*** INFORMATION SHOWN ***

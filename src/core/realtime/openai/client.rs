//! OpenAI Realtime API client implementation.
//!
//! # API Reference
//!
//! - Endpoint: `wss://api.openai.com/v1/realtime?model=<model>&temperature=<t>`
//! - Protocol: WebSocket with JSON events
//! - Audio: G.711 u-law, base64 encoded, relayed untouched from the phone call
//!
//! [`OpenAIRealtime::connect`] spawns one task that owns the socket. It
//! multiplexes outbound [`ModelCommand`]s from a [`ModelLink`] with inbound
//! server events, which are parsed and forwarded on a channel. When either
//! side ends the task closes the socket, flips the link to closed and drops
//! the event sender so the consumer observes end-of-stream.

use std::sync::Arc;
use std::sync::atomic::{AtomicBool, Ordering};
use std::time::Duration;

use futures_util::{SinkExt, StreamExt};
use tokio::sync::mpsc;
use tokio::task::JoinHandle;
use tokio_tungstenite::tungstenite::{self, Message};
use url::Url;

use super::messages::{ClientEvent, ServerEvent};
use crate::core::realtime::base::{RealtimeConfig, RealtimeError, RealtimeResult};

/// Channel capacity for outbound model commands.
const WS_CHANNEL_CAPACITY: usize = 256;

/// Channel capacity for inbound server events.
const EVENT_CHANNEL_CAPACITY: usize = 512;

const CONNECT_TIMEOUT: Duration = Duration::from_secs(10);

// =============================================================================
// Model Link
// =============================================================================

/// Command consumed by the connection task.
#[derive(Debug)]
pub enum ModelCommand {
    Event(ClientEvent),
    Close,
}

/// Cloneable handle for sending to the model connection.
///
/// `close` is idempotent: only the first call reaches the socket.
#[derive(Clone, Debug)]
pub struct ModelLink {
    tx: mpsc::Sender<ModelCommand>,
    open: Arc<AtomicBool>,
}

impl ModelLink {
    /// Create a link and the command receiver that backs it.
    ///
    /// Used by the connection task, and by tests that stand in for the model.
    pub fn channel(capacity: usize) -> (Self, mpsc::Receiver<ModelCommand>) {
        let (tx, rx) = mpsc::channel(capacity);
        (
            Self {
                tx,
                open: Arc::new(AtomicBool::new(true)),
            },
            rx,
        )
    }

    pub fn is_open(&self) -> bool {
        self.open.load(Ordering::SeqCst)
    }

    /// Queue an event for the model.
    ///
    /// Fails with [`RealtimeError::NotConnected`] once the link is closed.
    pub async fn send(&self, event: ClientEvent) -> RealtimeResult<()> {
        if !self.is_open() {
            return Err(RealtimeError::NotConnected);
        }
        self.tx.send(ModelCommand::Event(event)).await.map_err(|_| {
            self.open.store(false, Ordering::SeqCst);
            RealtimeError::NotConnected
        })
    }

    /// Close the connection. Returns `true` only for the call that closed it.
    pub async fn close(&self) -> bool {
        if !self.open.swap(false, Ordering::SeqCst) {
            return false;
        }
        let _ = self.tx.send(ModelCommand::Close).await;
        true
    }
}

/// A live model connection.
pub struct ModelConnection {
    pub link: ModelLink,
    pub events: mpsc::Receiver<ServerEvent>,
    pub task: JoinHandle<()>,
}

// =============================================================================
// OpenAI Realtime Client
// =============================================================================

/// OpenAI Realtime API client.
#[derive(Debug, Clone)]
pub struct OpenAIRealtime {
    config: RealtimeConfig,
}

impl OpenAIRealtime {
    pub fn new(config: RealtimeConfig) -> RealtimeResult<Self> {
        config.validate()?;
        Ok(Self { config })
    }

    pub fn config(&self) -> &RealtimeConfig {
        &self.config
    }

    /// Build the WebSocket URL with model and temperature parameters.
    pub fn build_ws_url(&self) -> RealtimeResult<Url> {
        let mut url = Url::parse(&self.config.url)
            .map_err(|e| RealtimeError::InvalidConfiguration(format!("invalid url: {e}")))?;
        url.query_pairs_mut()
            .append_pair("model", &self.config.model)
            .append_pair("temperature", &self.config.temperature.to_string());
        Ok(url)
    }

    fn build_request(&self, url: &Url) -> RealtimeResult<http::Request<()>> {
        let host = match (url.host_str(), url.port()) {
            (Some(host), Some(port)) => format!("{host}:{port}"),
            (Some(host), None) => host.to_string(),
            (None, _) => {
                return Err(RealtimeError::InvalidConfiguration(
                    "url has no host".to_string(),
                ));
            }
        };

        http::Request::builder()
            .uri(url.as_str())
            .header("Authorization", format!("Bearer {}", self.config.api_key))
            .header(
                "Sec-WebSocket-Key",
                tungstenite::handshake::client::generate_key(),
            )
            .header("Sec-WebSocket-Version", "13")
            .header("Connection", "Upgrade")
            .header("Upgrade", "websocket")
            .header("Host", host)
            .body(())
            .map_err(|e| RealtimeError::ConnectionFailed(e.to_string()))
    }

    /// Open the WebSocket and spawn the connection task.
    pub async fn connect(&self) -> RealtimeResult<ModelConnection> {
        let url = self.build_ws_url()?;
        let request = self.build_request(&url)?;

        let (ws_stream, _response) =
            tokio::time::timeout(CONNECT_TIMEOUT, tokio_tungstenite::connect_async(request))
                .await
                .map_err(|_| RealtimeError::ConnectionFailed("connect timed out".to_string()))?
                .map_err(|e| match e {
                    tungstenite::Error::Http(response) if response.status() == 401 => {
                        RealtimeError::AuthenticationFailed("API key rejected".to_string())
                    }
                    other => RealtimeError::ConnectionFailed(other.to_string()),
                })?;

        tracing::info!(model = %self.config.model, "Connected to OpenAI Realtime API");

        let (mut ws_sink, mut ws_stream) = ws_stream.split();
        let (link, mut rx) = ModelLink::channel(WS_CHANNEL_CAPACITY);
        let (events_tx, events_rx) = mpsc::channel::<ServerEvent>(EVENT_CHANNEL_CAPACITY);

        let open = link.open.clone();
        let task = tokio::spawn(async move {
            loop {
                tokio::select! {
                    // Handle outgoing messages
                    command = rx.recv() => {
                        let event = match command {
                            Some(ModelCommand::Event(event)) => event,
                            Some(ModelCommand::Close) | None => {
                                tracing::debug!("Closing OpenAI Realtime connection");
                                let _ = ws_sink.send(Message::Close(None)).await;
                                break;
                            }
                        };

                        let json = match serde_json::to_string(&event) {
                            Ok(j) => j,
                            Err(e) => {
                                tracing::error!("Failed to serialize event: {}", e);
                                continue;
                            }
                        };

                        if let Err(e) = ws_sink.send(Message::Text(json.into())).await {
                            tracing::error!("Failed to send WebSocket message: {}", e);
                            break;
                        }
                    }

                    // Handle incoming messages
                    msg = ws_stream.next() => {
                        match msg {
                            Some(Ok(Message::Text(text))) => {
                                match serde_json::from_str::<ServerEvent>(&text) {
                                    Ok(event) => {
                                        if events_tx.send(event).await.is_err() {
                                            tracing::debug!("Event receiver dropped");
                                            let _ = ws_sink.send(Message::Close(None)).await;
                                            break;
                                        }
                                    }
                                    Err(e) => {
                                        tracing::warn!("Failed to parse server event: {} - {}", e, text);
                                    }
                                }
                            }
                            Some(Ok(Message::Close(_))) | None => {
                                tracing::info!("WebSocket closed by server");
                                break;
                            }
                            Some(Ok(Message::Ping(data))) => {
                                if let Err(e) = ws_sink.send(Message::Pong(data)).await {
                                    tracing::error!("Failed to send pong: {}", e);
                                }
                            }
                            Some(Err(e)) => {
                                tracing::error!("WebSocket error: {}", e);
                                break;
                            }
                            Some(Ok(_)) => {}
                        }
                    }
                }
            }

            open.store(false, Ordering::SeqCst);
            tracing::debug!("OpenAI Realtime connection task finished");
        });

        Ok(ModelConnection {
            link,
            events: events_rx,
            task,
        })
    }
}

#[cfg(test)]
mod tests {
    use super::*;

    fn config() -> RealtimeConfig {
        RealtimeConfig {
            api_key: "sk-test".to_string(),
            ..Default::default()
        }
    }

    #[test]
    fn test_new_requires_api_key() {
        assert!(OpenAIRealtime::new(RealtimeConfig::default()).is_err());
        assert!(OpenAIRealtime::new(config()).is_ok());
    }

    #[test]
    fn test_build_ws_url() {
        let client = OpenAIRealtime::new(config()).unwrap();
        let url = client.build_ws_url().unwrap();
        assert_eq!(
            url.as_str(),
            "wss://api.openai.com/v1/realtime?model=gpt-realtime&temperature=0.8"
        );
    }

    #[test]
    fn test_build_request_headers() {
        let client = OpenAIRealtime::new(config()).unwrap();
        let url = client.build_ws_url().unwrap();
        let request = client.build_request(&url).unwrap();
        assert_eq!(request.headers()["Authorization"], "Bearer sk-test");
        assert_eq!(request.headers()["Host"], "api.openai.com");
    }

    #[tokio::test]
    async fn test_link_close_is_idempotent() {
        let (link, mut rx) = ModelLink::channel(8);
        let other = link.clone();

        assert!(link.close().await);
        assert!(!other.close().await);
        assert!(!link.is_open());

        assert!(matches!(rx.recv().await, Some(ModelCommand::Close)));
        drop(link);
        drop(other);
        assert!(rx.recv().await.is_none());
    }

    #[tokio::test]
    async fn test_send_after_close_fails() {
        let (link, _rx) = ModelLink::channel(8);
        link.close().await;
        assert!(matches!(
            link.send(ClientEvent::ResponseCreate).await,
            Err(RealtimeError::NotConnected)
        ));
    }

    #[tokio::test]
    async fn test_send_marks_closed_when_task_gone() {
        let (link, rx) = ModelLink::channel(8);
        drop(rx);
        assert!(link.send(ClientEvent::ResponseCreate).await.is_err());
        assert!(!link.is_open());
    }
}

***

**WORK REQUEST**
From the first line of the listing above to the line that contains "closed and drops", inclusive, restate every line word for word. Nothing else belongs in the answer.

**WORKED SOLUTION**
filename src/core/realtime/openai/client.rs
//! OpenAI Realtime API client implementation.
//!
//! # API Reference
//!
//! - Endpoint: `wss://api.openai.com/v1/realtime?model=<model>&temperature=<t>`
//! - Protocol: WebSocket with JSON events
//! - Audio: G.711 u-law, base64 encoded, relayed untouched from the phone call
//!
//! [`OpenAIRealtime::connect`] spawns one task that owns the socket. It
//! multiplexes outbound [`ModelCommand`]s from a [`ModelLink`] with inbound
//! server events, which are parsed and forwarded on a channel. When either
//! side ends the task closes the socket, flips the link to closed and drops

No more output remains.